France's After Work Email Ban Is 1 Step Closer To Reality (huffingtonpost.ca)
Jesse Ferreras, writing for Huffington Post: France is that much closer to becoming the first country to ban after-work emails. The country's lower parliamentary house passed a bill this week that would ban companies with 50 or more employees from sending emails outside regular work hours, BBC News reported. It now goes to the Senate, where members will study it before sending it back to the National Assembly to enshrine it in French law. The bill would make businesses come up with hours during which employees cannot check or send emails. And it comes as workers are finding it increasingly difficult to detach themselves from work, Socialist MP Benoit Hamon told BBC News.Hamon adds: "Employees physically leave the office, but they do not leave their work. They remain attached by a kind of electronic leash -- like a dog. The texts, the messages, the emails -- they colonize the life of the individual to the point where he or she eventually breaks down."
Yeaaaaaah, how ya doin' Peter?
SJW's don't eliminate discrimination. They just expropriate it for themselves.
Because the next day, your boss is screaming at you for not answering his "emergency" email the night before.
SJW's don't eliminate discrimination. They just expropriate it for themselves.
I don't think it is.
The benefit of people dealing with email after work is probably not something that has a huge impact on the company's bottom line. Very few things can't wait until the morning.
Mostly this is more a problem of pushy managers rather than business need.
Some employers forbid their employees from turning off their work phones at any time. Furthermore, even if their isn't such a policy in place, any employee who doesn't respond after hours may be seen as "not a team player". Putting pressure on the employers not to allow employee e-mailing outside the working day may be the only way to tackle the problem.
As an American, no, we wouldn't want or need a law like this. It would be unambiguously an anti-freedom nosey-government sort of thing. Blech.
Except when my wife is checking her emails. Then suddenly I wish the government were slapping everyone's wrists, controlling their behavior against their will, and suppressing their freedom as much as possible. STOP DOING THAT, WIFE!! Come back to the here-and-now with me, dammit. Ok, I get it: the TV show we're watching, bores you. We can watch something else! Now put down that tablet.

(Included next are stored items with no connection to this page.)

//! Document rows: wire shape, display shape, and the mapping between them

use chrono::NaiveDate;
use serde::{Deserialize, Serialize};
use serde_json::Value;

use crate::error::Error;

/// The document kinds stored in the documents collection
#[derive(Debug, Clone, Copy, PartialEq, Eq, Serialize, Deserialize)]
pub enum DocumentType {
    /// An invoice ("factura")
    Invoice,

    /// A delivery note ("albarán")
    Albaran,
}

impl DocumentType {
    /// The store's string encoding of the document type
    pub fn as_str(&self) -> &'static str {
        match self {
            DocumentType::Invoice => "INVOICE",
            DocumentType::Albaran => "ALBARAN",
        }
    }
}

/// A document record as stored, prior to any interpretation
///
/// `total` is a decimal-as-string and `emited_at` a `dd-mm-yyyy` string;
/// both stay raw here and are parsed during row mapping. `albaran_number`
/// may hold the store's "no related albaran" sentinels.
#[derive(Debug, Clone, Deserialize)]
pub struct RawDocument {
    /// Store-assigned record identifier
    pub id: String,

    /// Document number, e.g. `"F-1"`
    pub doc_number: String,

    /// Total amount as a decimal string
    pub total: String,

    /// Emission date as `dd-mm-yyyy`
    pub emited_at: String,

    /// Related delivery-note reference, if any
    #[serde(default)]
    pub albaran_number: Option<Value>,
}

/// A display-ready document row
#[derive(Debug, Clone, PartialEq)]
pub struct DocumentRow {
    /// Store-assigned record identifier
    pub id: String,

    /// Document number
    pub document_number: String,

    /// Parsed total amount
    pub total: f64,

    /// Parsed emission date
    pub emited_at: NaiveDate,

    /// Related delivery-note reference as stored, sentinels included
    pub albaran_number: Option<String>,
}

impl TryFrom<RawDocument> for DocumentRow {
    type Error = Error;

    /// Map a raw record to its display shape
    ///
    /// Parsing is strict: an unparseable total or a date that is not
    /// `dd-mm-yyyy` rejects the record instead of producing a NaN amount or
    /// a degenerate date.
    fn try_from(raw: RawDocument) -> Result<Self, Error> {
        let total: f64 = raw
            .total
            .trim()
            .parse()
            .map_err(|_| Error::malformed_document(&raw.id, format!("total '{}'", raw.total)))?;

        if !total.is_finite() {
            return Err(Error::malformed_document(
                &raw.id,
                format!("total '{}'", raw.total),
            ));
        }

        let emited_at = NaiveDate::parse_from_str(raw.emited_at.trim(), "%d-%m-%Y")
            .map_err(|_| {
                Error::malformed_document(&raw.id, format!("emited_at '{}'", raw.emited_at))
            })?;

        let albaran_number = raw.albaran_number.map(|value| match value {
            Value::String(s) => s,
            other => other.to_string(),
        });

        Ok(Self {
            id: raw.id,
            document_number: raw.doc_number,
            total,
            emited_at,
            albaran_number,
        })
    }
}

impl DocumentRow {
    /// The related albaran reference, with the store's "none" sentinels
    /// (`-1`, `INVOICE`) filtered out
    pub fn related_albaran(&self) -> Option<&str> {
        self.albaran_number
            .as_deref()
            .map(str::trim)
            .filter(|reference| {
                !reference.is_empty() && *reference != "-1" && *reference != "INVOICE"
            })
    }

    /// Render the emission date as `dd-mm-yyyy` for display
    pub fn format_date(&self) -> String {
        self.emited_at.format("%d-%m-%Y").to_string()
    }

    /// Render the total as a two-decimal currency string
    pub fn format_total(&self) -> String {
        format!("{:.2} €", self.total)
    }
}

Ummm, I'm gonna need you to go ahead come in tomorrow. So if you could be here around 9 that would be great, mmmk... oh oh! and I almost forgot ahh, I'm also gonna need you to go ahead and come in on Sunday too, kay. We ahh lost some people this week and ah, we sorta need to play catch up.
What does that mean? That I as an employee am not allowed to send email to another employee outside of that employee's defined work hours? Or that the company will queue mail until that employee comes to the office? Or that employees are not required to check their email. If the latter that will be about as good as saying "don't come to the office when you are sick". But then guilt employees for staying home causing them to come to the office sick anyway.
-- Thou hast strayed far from the path of the Avatar.
A screaming boss is my cue to ignore him so I can concentrate on writing my 4 weeks notice.
You do not scream at me. For no reason. Ever.
We used to have a Bill of Rights. Now, with the rights gone, all we have left is the bill.
Even if other countries adopt this policy, it won't work because of time zone differences. China is six hours ahead of France, the USA is 6 to 9 hours behind France. Conducting international business becomes impossible.
Not impossible - delayed. The e-mails will wait until someone can read them. Many businesses already have a policy that electronic communication will be answered within 1 business day.
yeah, with the great job market every one has, I'm sure that will work out well for you.
I'm god, but it's a bit of a drag really...
Even if other countries adopt this policy, it won't work because of time zone differences. China is six hours ahead of France, the USA is 6 to 9 hours behind France. Conducting international business becomes impossible.
No, it just requires a more specific solution. Just a few that occur to me immediately:
(1) Unless the business is especially urgent, just have a policy that emails will be replied to within 24 hours. That's pretty reasonable for most circumstances, except for emergencies or if you're actually providing a 24-hour service of some sort.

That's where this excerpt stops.